July 2nd, 2015 by Sallie Bingham in My Family 8 Comments

From the series: Black Pip (aka Pipsickle)

Black PipActually his name is Browser—which I can’t bear—but more likely his name will never be known; whoever dropped him by the side of the road or let him run away may have given him a name in the short year he’s been on this earth, but I will never know it. Which is just as well, since I am in the process of claiming him for my own. I will name him Pip, in memory of the undaunted orphan in Charles Dickens’ “Great Expectations.”

Whatever trials Pip has gone through on his way to the safe haven of the Santa Fe Animal Shelter—a blessed sanctuary for all kinds of cast-offs, feathered, furred and scaled—his spirit has not been broken and his body has not been harmed. He is as handsome as a little panther, long, lean, lithe, and totally black, the silky color of the lapels of an old-fashioned gentleman’s smoking jacket. He sports one white paw and the passionate expression of the bull dog breed—I know this breed well because of my earlier dogs—which the French writer Colette so brilliantly described as “attentive insouciance.”

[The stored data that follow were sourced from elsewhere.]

use crate::domain::model::{MarginSeries, MonthSeries};
use rust_decimal::prelude::ToPrimitive;
use rust_decimal::Decimal;
use rust_decimal_macros::dec;

#[derive(Debug, Clone, PartialEq)]
pub struct DerivedMetrics {
    pub gross_income: MonthSeries,
    pub margin: MarginSeries,
    pub cumulative_gross_profit: MonthSeries,
}

/// Gross income and the running total saturate rather than overflow.
pub fn derive(revenue: &MonthSeries, cogs: &MonthSeries) -> DerivedMetrics {
    let gross_income: Vec<Decimal> = revenue
        .values()
        .iter()
        .zip(cogs.values())
        .map(|(revenue, cogs)| revenue.saturating_sub(*cogs))
        .collect();

    let margin = revenue
        .values()
        .iter()
        .zip(cogs.values())
        .zip(&gross_income)
        .map(|((revenue, cogs), gross)| margin_percent(*revenue, *cogs, *gross))
        .collect();

    let cumulative = gross_income
        .iter()
        .scan(Decimal::ZERO, |running, gross| {
            *running = running.saturating_add(*gross);
            Some(*running)
        })
        .collect();

    DerivedMetrics {
        gross_income: MonthSeries::from_values(gross_income),
        margin: MarginSeries::from_values(margin),
        cumulative_gross_profit: MonthSeries::from_values(cumulative),
    }
}

/// `None` when there is cost but no revenue; `0` when there is neither.
pub fn margin_percent(revenue: Decimal, cogs: Decimal, gross_income: Decimal) -> Option<f64> {
    if revenue.is_zero() {
        return if cogs.is_zero() { Some(0.0) } else { None };
    }

    match gross_income
        .checked_div(revenue)
        .and_then(|ratio| ratio.checked_mul(dec!(100)))
        .and_then(|percent| percent.to_f64())
    {
        Some(percent) => Some(percent),
        None => Some(gross_income.to_f64()? / revenue.to_f64()? * 100.0),
    }
}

Pip is not a licker, a lap sitter or a hugger, although he did touch my hand with the tip of his pink tongue. He is a trail dog, attuned to the mountains I hike, alive to adventure and interested in other dogs but never possessed by them; he does not bite, snap or bark but outruns the dogs he meets or runs alongside them with joyful abandon.

Ah yes, but Pip is a pit bull, or at the very least a mix of some kind, although he looks pure bull dog to me. And we hate pits; we harass them off sidewalks, chain them in doghouses, put them down at the first possible excuse. On the trail, hikers will flinch away from him and he will learn to dart into the bushes to avoid arousing their suspicions. There is nothing he can do about it, anymore than Dickens’ Pip could do anything about his orphaned state. The world has made its decision, and it will stick with it. Orphans are throwaways. So are pit bulls.

I have never understood prejudice although I grew up encased in its most virulent form, in the pre-integration south. Hatefulness always seems to me put on, curiously beside the point, as though an evil wind passed through and deposited nasty expressions and ugly words randomly as it passed.

I have never understood prejudice although I grew up encased in its most virulent form, in the pre-integration south. Hatefulness always seems to me put on, curiously beside the point, as though an evil wind passed through and deposited nasty expressions and ugly words randomly as it passed. I don’t believe I’ve ever met anyone who genuinely hates another person, or an animal, because of race or breed or color, although I have met many who pretend to for mysterious reasons. And that pretense is lethal, as we had to learn again, for our sins, in Charleston; those hateful words, whether meant or not, will kill.

I will have to protect Pip against the same tide of distrust and dislike, which he will never be able to dispel, nor will I.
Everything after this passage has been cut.